Правительница. Отчет изложен достаточно подробно?
Макиавелли. Подробно и обстоятельно, во вкусе короля. Я говорю в нем, что все началось с иконоборческого неистовства, вспыхнувшего в окрестностях Сент-Омера. Далее рассказываю: как обезумевшая толпа с дубинками, ломами и топорами, с веревками и веревочными лестницами, под охраной небольшого отряда своих вооруженных приспешников, ворвалась в часовни, в церкви и монастыри, изгнала верующих, взломала монастырские ворота, все перевернула вверх дном, сорвала алтари, разбила статуи святых, попортила иконы — словом, смела, перебила, разнесла в щепы, растоптала все священное и освященное, что встретилось на ее пути. И еще, как постепенно множилось число этого сброда, и когда жители Иперна распахнули перед ними городские ворота, они с невероятной быстротой разграбили собор и сожгли библиотеку епископа. И дальше: как эта толпа, объятая безумием, двинулась на Менин, Комин, Фервик, Лилль[11], нигде не встречая сопротивления, и в единый миг чуть ли не вся Фландрия была охвачена небывалым мятежом.
Правительница. Ах, какая боль пронзает мне сердце, когда все вновь встает передо мной. И вдобавок страх, — ведь зло может расти и расти. Что вы думаете об этом, Макиавелли?
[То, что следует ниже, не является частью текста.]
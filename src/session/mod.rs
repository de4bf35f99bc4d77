//! Upload session storage and expiry
//!
//! An `UploadSession` buffers the chunks of one audio upload, keyed by
//! a client-chosen id. The `SessionStore` owns every live session;
//! `spawn_expiry_sweeper` reclaims the ones abandoned mid-upload.

mod store;
mod sweeper;

pub use store::{SessionStore, UploadSession};
pub use sweeper::spawn_expiry_sweeper;
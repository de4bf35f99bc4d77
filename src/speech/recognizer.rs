use super::types::{RecognizedSegment, TranscriptionRequest};
use crate::config::SpeechConfig;
use anyhow::Result;
use async_trait::async_trait;
use serde::{Deserialize, Serialize};
use thiserror::Error;
use tracing::debug;

/// Failure reported by the speech service or the transport to it.
///
/// Code and message are preserved verbatim for diagnostics; the
/// pipeline never interprets them.
#[derive(Debug, Clone, Error)]
#[error("{message}")]
pub struct SpeechServiceError {
    pub code: Option<i32>,
    pub message: String,
}

/// An external service that turns an audio payload into text segments.
///
/// An `Ok` with an empty list is a successful call that produced
/// nothing usable; callers decide what that means.
#[async_trait]
pub trait SpeechRecognizer: Send + Sync {
    /// Recognize the payload, returning segments in service order.
    async fn recognize(
        &self,
        request: &TranscriptionRequest,
    ) -> Result<Vec<RecognizedSegment>, SpeechServiceError>;
}

/// JSON/REST client for a hosted speech-to-text API.
pub struct HttpSpeechClient {
    http: reqwest::Client,
    endpoint: String,
    api_key: Option<String>,
}

impl HttpSpeechClient {
    pub fn new(config: &SpeechConfig) -> Result<Self> {
        let http = reqwest::Client::builder()
            .timeout(config.timeout())
            .build()?;

        Ok(Self {
            http,
            endpoint: config.endpoint.trim_end_matches('/').to_string(),
            api_key: config.api_key.clone(),
        })
    }
}

#[derive(Serialize)]
struct RecognizeRequest<'a> {
    config: RecognizeConfig<'a>,
    audio: RecognizeAudio<'a>,
}

#[derive(Serialize)]
#[serde(rename_all = "camelCase")]
struct RecognizeConfig<'a> {
    encoding: &'a str,
    sample_rate_hertz: u32,
    language_code: &'a str,
    enable_automatic_punctuation: bool,
    model: &'a str,
    use_enhanced: bool,
}

#[derive(Serialize)]
struct RecognizeAudio<'a> {
    content: &'a str,
}

#[derive(Deserialize)]
struct RecognizeResponse {
    #[serde(default)]
    results: Vec<RecognizeResult>,
}

#[derive(Deserialize)]
struct RecognizeResult {
    #[serde(default)]
    alternatives: Vec<RecognizeAlternative>,
}

#[derive(Deserialize)]
struct RecognizeAlternative {
    #[serde(default)]
    transcript: String,
    confidence: Option<f32>,
}

#[async_trait]
impl SpeechRecognizer for HttpSpeechClient {
    async fn recognize(
        &self,
        request: &TranscriptionRequest,
    ) -> Result<Vec<RecognizedSegment>, SpeechServiceError> {
        let body = RecognizeRequest {
            config: RecognizeConfig {
                encoding: request.encoding.as_tag(),
                sample_rate_hertz: request.sample_rate_hertz,
                language_code: &request.language_code,
                enable_automatic_punctuation: true,
                model: "default",
                use_enhanced: true,
            },
            audio: RecognizeAudio {
                content: &request.payload,
            },
        };

        let url = format!("{}/v1/speech:recognize", self.endpoint);

        debug!(
            "Sending {} base64 chars to {} ({}, {} Hz, {})",
            request.payload.len(),
            url,
            request.encoding.as_tag(),
            request.sample_rate_hertz,
            request.language_code
        );

        let mut http_request = self.http.post(&url).json(&body);
        if let Some(key) = &self.api_key {
            http_request = http_request.query(&[("key", key)]);
        }

        let response = http_request.send().await.map_err(|e| SpeechServiceError {
            code: None,
            message: format!("Speech service request failed: {}", e),
        })?;

        let status = response.status();
        if !status.is_success() {
            let detail = response.text().await.unwrap_or_default();
            return Err(SpeechServiceError {
                code: Some(i32::from(status.as_u16())),
                message: format!("Speech service returned {}: {}", status, detail),
            });
        }

        let parsed: RecognizeResponse =
            response.json().await.map_err(|e| SpeechServiceError {
                code: None,
                message: format!("Malformed speech service response: {}", e),
            })?;

        // Each result contributes its top alternative only.
        Ok(parsed
            .results
            .into_iter()
            .filter_map(|result| result.alternatives.into_iter().next())
            .map(|alternative| RecognizedSegment {
                transcript: alternative.transcript,
                confidence: alternative.confidence,
            })
            .collect())
    }
}
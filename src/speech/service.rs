use super::dispatcher::TranscriptionDispatcher;
use super::recognizer::SpeechRecognizer;
use super::types::{AudioEncoding, DecodingConfig, TranscriptionRequest};
use crate::error::TranscribeError;
use crate::session::SessionStore;
use base64::alphabet;
use serde::{Deserialize, Serialize};
use std::sync::Arc;
use tracing::{info, warn};

/// Locale applied when the client does not pick one.
const DEFAULT_LANGUAGE_CODE: &str = "en-US";

/// One chunk upload as received from the wire. Every field is optional;
/// `ingest_chunk` owns the validation.
#[derive(Debug, Clone, Deserialize)]
#[serde(rename_all = "camelCase")]
pub struct ChunkUpload {
    pub session_id: Option<String>,
    pub chunk_index: Option<i64>,
    pub total_chunks: Option<i64>,
    pub chunk: Option<String>,
}

/// Acknowledgement for one ingested chunk.
#[derive(Debug, Clone, Serialize)]
#[serde(rename_all = "camelCase")]
pub struct ChunkReceipt {
    pub session_id: String,
    pub chunk_index: usize,
    pub received: bool,
    pub complete: bool,
}

/// Front door of the transcription pipeline: chunk ingestion, session
/// finalize, and the single-shot path, all sharing one validation
/// routine.
pub struct TranscriptionService {
    store: SessionStore,
    dispatcher: TranscriptionDispatcher,
}

impl TranscriptionService {
    pub fn new(store: SessionStore, recognizer: Arc<dyn SpeechRecognizer>) -> Self {
        Self {
            store,
            dispatcher: TranscriptionDispatcher::new(recognizer),
        }
    }

    /// Buffer one chunk, reporting whether its session is now complete.
    ///
    /// Chunks may arrive in any order and may be re-sent; a re-send
    /// replaces the slot's content. Nothing is created or mutated when
    /// validation fails.
    pub async fn ingest_chunk(&self, upload: ChunkUpload) -> Result<ChunkReceipt, TranscribeError> {
        let session_id = match upload.session_id {
            Some(id) if !id.is_empty() => id,
            _ => return Err(missing("sessionId")),
        };
        let chunk_index = match upload.chunk_index {
            Some(index) if index >= 0 => index as usize,
            Some(_) => {
                return Err(TranscribeError::InvalidRequest(
                    "chunkIndex must not be negative".to_string(),
                ))
            }
            None => return Err(missing("chunkIndex")),
        };
        let total_chunks = match upload.total_chunks {
            Some(total) if total > 0 => total as usize,
            Some(_) => {
                return Err(TranscribeError::InvalidRequest(
                    "totalChunks must be greater than zero".to_string(),
                ))
            }
            None => return Err(missing("totalChunks")),
        };
        let chunk = match upload.chunk {
            Some(data) if !data.is_empty() => data,
            _ => return Err(missing("chunk")),
        };

        let complete = self
            .store
            .put_chunk(&session_id, chunk_index, total_chunks, chunk)
            .await?;

        info!(
            "Stored chunk {}/{} for session {}",
            chunk_index + 1,
            total_chunks,
            session_id
        );

        Ok(ChunkReceipt {
            session_id,
            chunk_index,
            received: true,
            complete,
        })
    }

    /// Reassemble a buffered session and transcribe it.
    ///
    /// The session is deleted as soon as validation succeeds, so a
    /// successful finalize cannot be replayed against the same id. A
    /// session swept between its last chunk and this call fails with
    /// `SessionNotFound`; expiry does not distinguish complete uploads.
    pub async fn finalize_session(
        &self,
        session_id: &str,
        config: &DecodingConfig,
    ) -> Result<String, TranscribeError> {
        let payload = self.store.assemble(session_id, config).await?;

        info!(
            "Combined session {} into {} base64 chars",
            session_id,
            payload.len()
        );

        let request = validated_request(payload, config)?;
        self.store.delete(session_id).await;

        self.dispatcher.transcribe(&request).await
    }

    /// Transcribe a payload supplied in full, skipping the session
    /// store entirely.
    pub async fn transcribe_direct(
        &self,
        content: Option<String>,
        config: &DecodingConfig,
    ) -> Result<String, TranscribeError> {
        let payload = match content {
            Some(content) if !content.is_empty() => content,
            Some(_) => {
                return Err(TranscribeError::InvalidRequest(
                    "Empty audio content".to_string(),
                ))
            }
            None => {
                return Err(TranscribeError::InvalidRequest(
                    "No audio content provided".to_string(),
                ))
            }
        };

        let request = validated_request(payload, config)?;

        self.dispatcher.transcribe(&request).await
    }
}

/// Validate a decoding configuration against an assembled payload.
///
/// Both the chunked and the single-shot path go through here, so the
/// encoding allow-list and the default policies cannot drift apart. A
/// caller-supplied sample rate is passed through verbatim, even when it
/// does not match the encoding's natural rate.
pub fn validated_request(
    payload: String,
    config: &DecodingConfig,
) -> Result<TranscriptionRequest, TranscribeError> {
    let encoding = AudioEncoding::from_tag(&config.encoding).ok_or_else(|| {
        TranscribeError::UnsupportedEncoding {
            encoding: config.encoding.clone(),
        }
    })?;

    if !looks_like_base64(&payload) {
        warn!("Audio content does not look like base64; forwarding as-is");
    }

    let sample_rate_hertz = config
        .sample_rate_hertz
        .unwrap_or_else(|| encoding.default_sample_rate());
    let language_code = config
        .language_code
        .clone()
        .unwrap_or_else(|| DEFAULT_LANGUAGE_CODE.to_string());

    Ok(TranscriptionRequest {
        payload,
        encoding,
        sample_rate_hertz,
        language_code,
    })
}

/// Cheap shape check on a payload prefix; diagnostics only, never a
/// rejection.
fn looks_like_base64(payload: &str) -> bool {
    let symbols = alphabet::STANDARD.as_str().as_bytes();
    payload
        .bytes()
        .take(100)
        .all(|b| b == b'=' || symbols.contains(&b))
}

fn missing(field: &str) -> TranscribeError {
    TranscribeError::InvalidRequest(format!(
        "Missing required chunk upload parameter: {}",
        field
    ))
}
Макиавелли. Прошу прощенья, ваше высочество, но думы мои безотрадны. Вы всегда были довольны тем, как я служу вам, но редко внимали моим советам. И в шутку частенько говаривали: «Уж очень далеко заходят твои мысли, Макиавелли! Тебе бы историю писать: тот, кто действует, обязан печься о ближайшем будущем». И тем не менее разве я не предсказывал того, что случилось? Не предвидел этого наперед?
Правительница. Я тоже многое предвижу, но ничего не могу предотвратить.
Макиавелли. Скажу кратко: новое вероучение подавить невозможно. Так не трогайте его, отделите прозелитов от исповедующих истинную веру, пусть строят свои церкви, пусть вольются в общегосударственный строй, это их свяжет по рукам и ногам, и вы умиротворите смутьянов. Все иные средства бесполезны, и страна окажется вконец разоренной.
Правительница. Ты разве позабыл, с каким возмущением мой брат отверг даже самый вопрос, можно ли терпимо отнестись к новому вероучению? Разве ты не знаешь, что в каждом письме он настойчиво требует от меня всемерной поддержки истинной веры? И даже слышать не желает о том, чтобы спокойствие и единение были восстановлены ценою религиозных уступок? Разве ты забыл, что даже в провинциях он держит шпионов — нам с тобой они неведомы, — дабы знать, кто склоняется к новой вере. Разве, к вящему нашему удивлению, не назвал он имена тех из наших приближенных, что втайне придерживаются ереси? Разве не требует он от нас беспощадной суровости? А ты говоришь мне о мягкости?